Lung Airflow Ratio and Your Genetics
By the ExomeDNA Research Team
Lung airflow ratio — measured as the FEV1/FVC ratio in standard spirometry — captures how freely air moves through the airways during a forced breath. A ratio closer to 1.0 indicates that airways are open and air moves efficiently; a lower ratio suggests narrowing that slows airflow. Research has identified dozens of genetic loci associated with FEV1/FVC, with genes involved in airway development, inflammation signaling, and nicotinic receptor biology among the strongest supported candidates (Wain et al., 2015; PMID 26634245).
What is lung airflow ratio?
The FEV1/FVC ratio is the core measurement of airway patency captured by standard spirometry testing. FEV1 (forced expiratory volume in one second) measures the volume of air a person can exhale in the first second of a forced breath. FVC (forced vital capacity) measures the total air exhaled during the complete forced breath. The ratio between these two values reflects how easily air moves through the airways: a higher ratio signals open, unobstructed airways, while a lower ratio indicates that air is moving more slowly — a pattern that can arise when airways are narrowed.
A normal adult FEV1/FVC ratio is typically above 0.70 in most clinical guidelines, though reference ranges are adjusted for age, sex, height, and ancestry. As adults age, the ratio naturally declines modestly. Spirometry is one of the primary tools used by clinicians to assess respiratory function and to characterize airway physiology across a range of conditions.
The genetics of FEV1/FVC ratio have been studied through large-scale spirometry-based genome-wide analyses involving tens of thousands of participants from diverse populations. These studies have consistently identified dozens of genomic loci associated with airflow ratio variation, establishing FEV1/FVC as a measurable trait with meaningful heritable contribution that can be investigated through population genetics approaches.
The genetics behind lung airflow ratio
Genome-wide research has identified multiple independent genetic loci contributing to FEV1/FVC variation across populations (Wain et al., 2015; PMID 26634245).
Among the genes with the strongest genetic evidence in this trait, FAM13A — family with sequence similarity 13 member A — is one of the most replicated in lung function genetics. FAM13A has been identified at chromosome 4q22 across multiple spirometry-based GWAS cohorts. Research suggests it participates in signaling pathways active in airway cell biology, and its consistent appearance across independent studies makes it a high-confidence candidate for airflow ratio genetics.
FAM13A: a replicated lung function signal: FAM13A at chromosome 4q22 is among the most consistently replicated genetic signals in FEV1/FVC GWAS studies. Genetic variation near this gene has been associated with differences in measured airflow ratio across large population cohorts in multiple independent datasets, establishing it as a cornerstone of lung function genetics.
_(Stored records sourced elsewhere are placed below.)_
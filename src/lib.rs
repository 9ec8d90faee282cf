// SPDX-License-Identifier: AGPL-3.0-or-later
//
// Copyright (C) 2026 Relational Network

//! DMS File Storage - Per-User Folders over Object Storage
//!
//! This crate serves each user a private folder hierarchy backed by a flat
//! object store (Azure Blob Storage in production).
//!
//! ## Modules
//!
//! - `api` - HTTP API handlers (Axum)
//! - `auth` - Bearer token authentication
//! - `config` - Environment configuration
//! - `storage` - Key resolution, object store access and folder views

pub mod api;
pub mod auth;
pub mod config;
pub mod error;
pub mod logging;
pub mod state;
pub mod storage;
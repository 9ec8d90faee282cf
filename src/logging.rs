// SPDX-License-Identifier: AGPL-3.0-or-later
//
// Copyright (C) 2026 Relational Network

//! Tracing subscriber setup.

use tracing_subscriber::prelude::*;
use tracing_subscriber::EnvFilter;

use crate::config::{LogFormat, DEFAULT_LOG_FILTER};

/// Filter from `RUST_LOG`, falling back to [`DEFAULT_LOG_FILTER`].
fn env_filter() -> EnvFilter {
    EnvFilter::try_from_default_env().unwrap_or_else(|_| EnvFilter::new(DEFAULT_LOG_FILTER))
}

/// Install the global subscriber.
///
/// JSON output is meant for log shippers; pretty output for terminals.
pub fn init(format: LogFormat) {
    let registry = tracing_subscriber::registry().with(env_filter());

    match format {
        LogFormat::Json => registry
            .with(
                tracing_subscriber::fmt::layer()
                    .json()
                    .with_current_span(true)
                    .with_target(true),
            )
            .init(),
        LogFormat::Pretty => registry
            .with(tracing_subscriber::fmt::layer().with_target(true))
            .init(),
    }
}

#[cfg(test)]
mod tests {
    use super::*;

    #[test]
    fn default_filter_parses() {
        let filter = EnvFilter::new(DEFAULT_LOG_FILTER);
        assert!(filter.to_string().contains("tower_http=debug"));
    }
}
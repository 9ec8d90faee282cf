// SPDX-License-Identifier: AGPL-3.0-or-later
//
// Copyright (C) 2026 Relational Network

//! Path parsing and key layout for user-scoped object storage.
//!
//! Every object lives under its owner's namespace:
//!
//! ```text
//! {user_id}/
//!   a.txt                 # file at the namespace root
//!   Documents/
//!     Documents.txt       # sentinel written at account creation
//!     thesis/draft.pdf    # nested file
//! ```
//!
//! The store itself is flat. Folders only exist as shared key prefixes, so the
//! parser below is the single place that decides which keys a request may
//! touch.

use std::fmt;

use thiserror::Error;

/// Separator between key segments.
pub const DELIMITER: char = '/';

/// Characters the object store refuses to keep verbatim in a key segment.
const RESERVED: &[char] = &[
    '\\', '{', '}', '^', '%', '`', '[', ']', '"', '<', '>', '~', '#', '|',
];

/// Reasons a request path cannot become an object key.
#[derive(Debug, Clone, PartialEq, Eq, Error)]
pub enum PathError {
    /// Nothing left after the `/{verb}/{user_id}/` prefix.
    #[error("path has no remainder after the user segment")]
    MissingRemainder,
    /// The `{user_id}` segment is not a single plain segment.
    #[error("invalid user id '{0}'")]
    InvalidUserId(String),
    /// `a//b`, a leading `/` or a trailing `/`.
    #[error("path contains an empty segment")]
    EmptySegment,
    /// `.` or `..`
    #[error("relative segment '{0}' is not allowed")]
    RelativeSegment(String),
    #[error("segment '{segment}' contains illegal character {character:?}")]
    IllegalCharacter { segment: String, character: char },
}

fn check_segment(segment: &str) -> Result<(), PathError> {
    if segment.is_empty() {
        return Err(PathError::EmptySegment);
    }
    if segment == "." || segment == ".." {
        return Err(PathError::RelativeSegment(segment.to_string()));
    }
    if let Some(character) = segment
        .chars()
        .find(|c| c.is_control() || RESERVED.contains(c))
    {
        return Err(PathError::IllegalCharacter {
            segment: segment.to_string(),
            character,
        });
    }
    Ok(())
}

/// Validate a relative path and return it in canonical form.
///
/// The canonical form is the input itself: forward-slash separated, no empty
/// segments, no `.`/`..`. Anything else is rejected rather than rewritten so
/// a request can never be silently redirected to another key.
pub fn normalize(path: &str) -> Result<String, PathError> {
    if path.is_empty() {
        return Err(PathError::MissingRemainder);
    }
    for segment in path.split(DELIMITER) {
        check_segment(segment)?;
    }
    Ok(path.to_string())
}

/// Fully qualified key of a single object: `{user_id}/{relative path}`.
#[derive(Debug, Clone, PartialEq, Eq, Hash)]
pub struct ObjectKey {
    key: String,
    user_len: usize,
}

impl ObjectKey {
    pub fn as_str(&self) -> &str {
        &self.key
    }

    /// Owner segment of the key.
    pub fn user_id(&self) -> &str {
        &self.key[..self.user_len]
    }

    /// Path below the owner's namespace.
    pub fn relative(&self) -> &str {
        &self.key[self.user_len + 1..]
    }

    /// Last segment, used as the download file name.
    pub fn file_name(&self) -> &str {
        self.key
            .rsplit(DELIMITER)
            .next()
            .unwrap_or(self.key.as_str())
    }

    /// The same key viewed as a folder (`{key}/`).
    pub fn as_folder(&self) -> KeyPrefix {
        KeyPrefix(format!("{}{DELIMITER}", self.key))
    }
}

impl fmt::Display for ObjectKey {
    fn fmt(&self, f: &mut fmt::Formatter<'_>) -> fmt::Result {
        f.write_str(&self.key)
    }
}

/// A folder prefix. Always ends with `/`.
#[derive(Debug, Clone, PartialEq, Eq, Hash)]
pub struct KeyPrefix(String);

impl KeyPrefix {
    pub fn as_str(&self) -> &str {
        &self.0
    }

    /// Prefix without its trailing delimiter, as the object store addresses it.
    pub fn trimmed(&self) -> &str {
        self.0.trim_end_matches(DELIMITER)
    }

    /// Path of `key` relative to this prefix, if `key` lies below it.
    pub fn strip<'k>(&self, key: &'k str) -> Option<&'k str> {
        key.strip_prefix(self.0.as_str())
    }
}

impl fmt::Display for KeyPrefix {
    fn fmt(&self, f: &mut fmt::Formatter<'_>) -> fmt::Result {
        f.write_str(&self.0)
    }
}

/// The `{user_id}/` namespace all of one user's keys live under.
///
/// Construction only validates the id. HTTP handlers obtain a namespace
/// through [`UserNamespace::authorize`](super::ownership), which also checks
/// the caller owns it.
#[derive(Debug, Clone, PartialEq, Eq, Hash)]
pub struct UserNamespace {
    user_id: String,
}

impl UserNamespace {
    pub fn new(user_id: impl Into<String>) -> Result<Self, PathError> {
        let user_id = user_id.into();
        if user_id.contains(DELIMITER) || check_segment(&user_id).is_err() {
            return Err(PathError::InvalidUserId(user_id));
        }
        Ok(Self { user_id })
    }

    pub fn user_id(&self) -> &str {
        &self.user_id
    }

    /// Root prefix `{user_id}/`.
    pub fn root(&self) -> KeyPrefix {
        KeyPrefix(format!("{}{DELIMITER}", self.user_id))
    }

    /// Resolve the captured remainder of a request path into a key.
    pub fn resolve(&self, rest: &str) -> Result<ObjectKey, PathError> {
        let relative = normalize(rest)?;
        Ok(ObjectKey {
            key: format!("{}{DELIMITER}{relative}", self.user_id),
            user_len: self.user_id.len(),
        })
    }

    /// Prefix of a folder named by a request path, e.g. for recursive delete.
    ///
    /// A single trailing `/` is accepted.
    pub fn folder(&self, rest: &str) -> Result<KeyPrefix, PathError> {
        let rest = rest.strip_suffix(DELIMITER).unwrap_or(rest);
        Ok(self.resolve(rest)?.as_folder())
    }

    /// Listing prefix for an optional `?folder=` query value.
    ///
    /// Blank means the namespace root.
    pub fn folder_prefix(&self, folder: Option<&str>) -> Result<KeyPrefix, PathError> {
        match folder.map(str::trim) {
            None | Some("") => Ok(self.root()),
            Some(folder) => self.folder(folder),
        }
    }
}
impl ObjectStoreClient {
    /// Wrap an existing store.
    pub fn new(store: Arc<dyn ObjectStore>, container: impl Into<String>) -> Self {
        Self {
            store,
            container: container.into(),
        }
    }

    /// Empty in-memory store.
    pub fn in_memory() -> Self {
        Self::new(Arc::new(InMemory::new()), "memory")
    }

    /// Build the configured backend and make sure its container is usable.
    ///
    /// Missing containers are created: a directory for the local backend, a
    /// blob container for Azure. Failures are reported as
    /// [`StorageError::BackendUnavailable`].
    pub async fn connect(config: &StorageConfig) -> StorageResult<Self> {
        let store: Arc<dyn ObjectStore> = match config.backend {
            StorageBackend::Memory => Arc::new(InMemory::new()),
            StorageBackend::Local => {
                let dir = config.local_root.join(&config.container);
                if !dir.exists() {
                    info!(path = %dir.display(), "Creating storage container directory");
                    fs::create_dir_all(&dir).map_err(|e| {
                        StorageError::BackendUnavailable(format!(
                            "cannot create container directory {}: {e}",
                            dir.display()
                        ))
                    })?;
                }
                let local = LocalFileSystem::new_with_prefix(&dir).map_err(|e| {
                    StorageError::BackendUnavailable(format!("local store {}: {e}", dir.display()))
                })?;
                Arc::new(local)
            }
            StorageBackend::Azure => {
                let conn = config.azure.as_ref().ok_or_else(|| {
                    StorageError::BackendUnavailable("missing Azure connection string".to_string())
                })?;
                ensure_azure_container(&azure_container_client(conn, &config.container)?)
                    .await?;
                azure_store(conn, &config.container)?
            }
        };

        let client = Self::new(store, config.container.clone());
        client.health_check().await?;
        info!(
            container = %client.container,
            backend = ?config.backend,
            "Object store container ready"
        );
        Ok(client)
    }

    pub fn container(&self) -> &str {
        &self.container
    }

    /// Reads at most one listing entry, proving the container is reachable.
    pub async fn health_check(&self) -> StorageResult<()> {
        match self.store.list(None).next().await {
            Some(Err(e)) => Err(StorageError::from_backend("list", &self.container, e)),
            Some(Ok(_)) | None => Ok(()),
        }
    }

    /// Store `data` at `key`, replacing any existing object.
    pub async fn upload(&self, key: &ObjectKey, data: Bytes) -> StorageResult<u64> {
        let path = store_path(key.as_str())?;
        let size = data.len() as u64;
        self.store
            .put(&path, PutPayload::from(data))
            .await
            .map_err(|e| StorageError::from_backend("put", key.as_str(), e))?;
        info!(key = %key, size, "Uploaded object");
        Ok(size)
    }

    /// Full contents of the object at `key`.
    pub async fn download(&self, key: &ObjectKey) -> StorageResult<Bytes> {
        let path = store_path(key.as_str())?;
        let result = self
            .store
            .get(&path)
            .await
            .map_err(|e| StorageError::from_backend("get", key.as_str(), e))?;
        result
            .bytes()
            .await
            .map_err(|e| StorageError::from_backend("get", key.as_str(), e))
    }

    /// Remove the object at `key`. Missing objects are not an error.
    pub async fn delete(&self, key: &ObjectKey) -> StorageResult<()> {
        self.delete_raw(key.as_str()).await?;
        info!(key = %key, "Deleted object");
        Ok(())
    }

    async fn delete_raw(&self, key: &str) -> StorageResult<()> {
        let path = store_path(key)?;
        match self.store.delete(&path).await {
            Ok(()) | Err(object_store::Error::NotFound { .. }) => Ok(()),
            Err(e) => Err(StorageError::from_backend("delete", key, e)),
        }
    }

    /// List the entries under `prefix`.
    ///
    /// Delimited listings come back ordered by key. The stream is finite and
    /// calling this again issues a fresh listing; paging happens inside the
    /// store client.
    pub fn list_by_prefix(
        &self,
        prefix: &KeyPrefix,
        mode: ListMode,
    ) -> BoxStream<'_, StorageResult<RawEntry>> {
        let location = match store_path(prefix.trimmed()) {
            Ok(location) => location,
            Err(e) => return stream::once(async move { Err(e) }).boxed(),
        };
        let prefix = prefix.as_str().to_string();

        match mode {
            ListMode::Recursive => self
                .store
                .list(Some(&location))
                .map(move |result| {
                    result
                        .map(|meta| RawEntry::Object(meta.into()))
                        .map_err(|e| StorageError::from_backend("list", &prefix, e))
                })
                .boxed(),
            ListMode::Delimited => {
                let store = &self.store;
                stream::once(async move {
                    let listing = store
                        .list_with_delimiter(Some(&location))
                        .await
                        .map_err(|e| StorageError::from_backend("list", &prefix, e))?;
                    let mut entries: Vec<RawEntry> = listing
                        .common_prefixes
                        .into_iter()
                        .map(|p| RawEntry::CommonPrefix(format!("{p}{DELIMITER}")))
                        .chain(
                            listing
                                .objects
                                .into_iter()
                                .map(|meta| RawEntry::Object(meta.into())),
                        )
                        .collect();
                    entries.sort_by(|a, b| a.key().cmp(b.key()));
                    Ok::<_, StorageError>(entries)
                })
                .map_ok(|entries| stream::iter(entries.into_iter().map(Ok::<_, StorageError>)))
                .try_flatten()
                .boxed()
            }
        }
    }

    /// One-level view of the folder at `prefix`.
    pub async fn list_folder(&self, prefix: &KeyPrefix) -> StorageResult<Vec<FolderEntry>> {
        let raw: Vec<RawEntry> = self
            .list_by_prefix(prefix, ListMode::Delimited)
            .try_collect()
            .await?;
        debug!(prefix = %prefix, entries = raw.len(), "Listed folder");
        Ok(folder_view::project(prefix.as_str(), raw))
    }

    /// Delete every key under `folder`.
    ///
    /// Per-key failures are collected in the report instead of aborting; use
    /// [`DeleteReport::into_result`] to treat leftovers as an error.
    pub async fn delete_recursive(&self, folder: &KeyPrefix) -> StorageResult<DeleteReport> {
        let keys: Vec<String> = self
            .list_by_prefix(folder, ListMode::Recursive)
            .map_ok(|entry| entry.key().to_string())
            .try_collect()
            .await?;

        let mut report = DeleteReport {
            prefix: folder.as_str().to_string(),
            ..DeleteReport::default()
        };

        for key in keys {
            if folder.strip(&key).is_none() {
                warn!(key, prefix = %folder, "Listing returned key outside prefix, skipping");
                continue;
            }
            match self.delete_raw(&key).await {
                Ok(()) => report.deleted_count += 1,
                Err(e) => {
                    warn!(key, error = %e, "Failed to delete key during folder delete");
                    report.failed_keys.push(key);
                }
            }
        }

        info!(
            prefix = %folder,
            deleted = report.deleted_count,
            failed = report.failed_keys.len(),
            "Deleted folder"
        );
        Ok(report)
    }
}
HHIP — hedgehog interacting protein — encodes a protein that modulates hedgehog signaling, a developmental pathway critical for normal lung formation and airway branching. Studies have linked HHIP variants to both lung function measures and chronic obstructive pulmonary disease susceptibility, with the gene hypothesized to influence the structural development of airways from early life onward. HHIP's presence in airflow genetics highlights how the architecture of the respiratory system — shaped during development — contributes to adult lung function capacity.
CHRNA5 — cholinergic receptor nicotinic alpha 5 subunit — encodes part of the nicotinic acetylcholine receptor complex. This gene family is well-established in the biology of nicotine response, and CHRNA5 variants have been linked to nicotine dependence as well as lung function outcomes. The intersection here reflects the known influence of smoking history on airway physiology: variants that influence nicotine receptor function may interact with tobacco exposure to shape long-term airflow outcomes across the lifespan.
CHRNA5 and TGFB2: airway biology and signaling: CHRNA5 connects lung genetics to nicotinic receptor biology, highlighting how genetic susceptibility to airway changes may interact with environmental exposures such as tobacco. TGFB2 — transforming growth factor beta 2 — encodes a signaling protein involved in airway remodeling and fibrotic responses, making it a biologically coherent candidate in inflammation-driven airway biology.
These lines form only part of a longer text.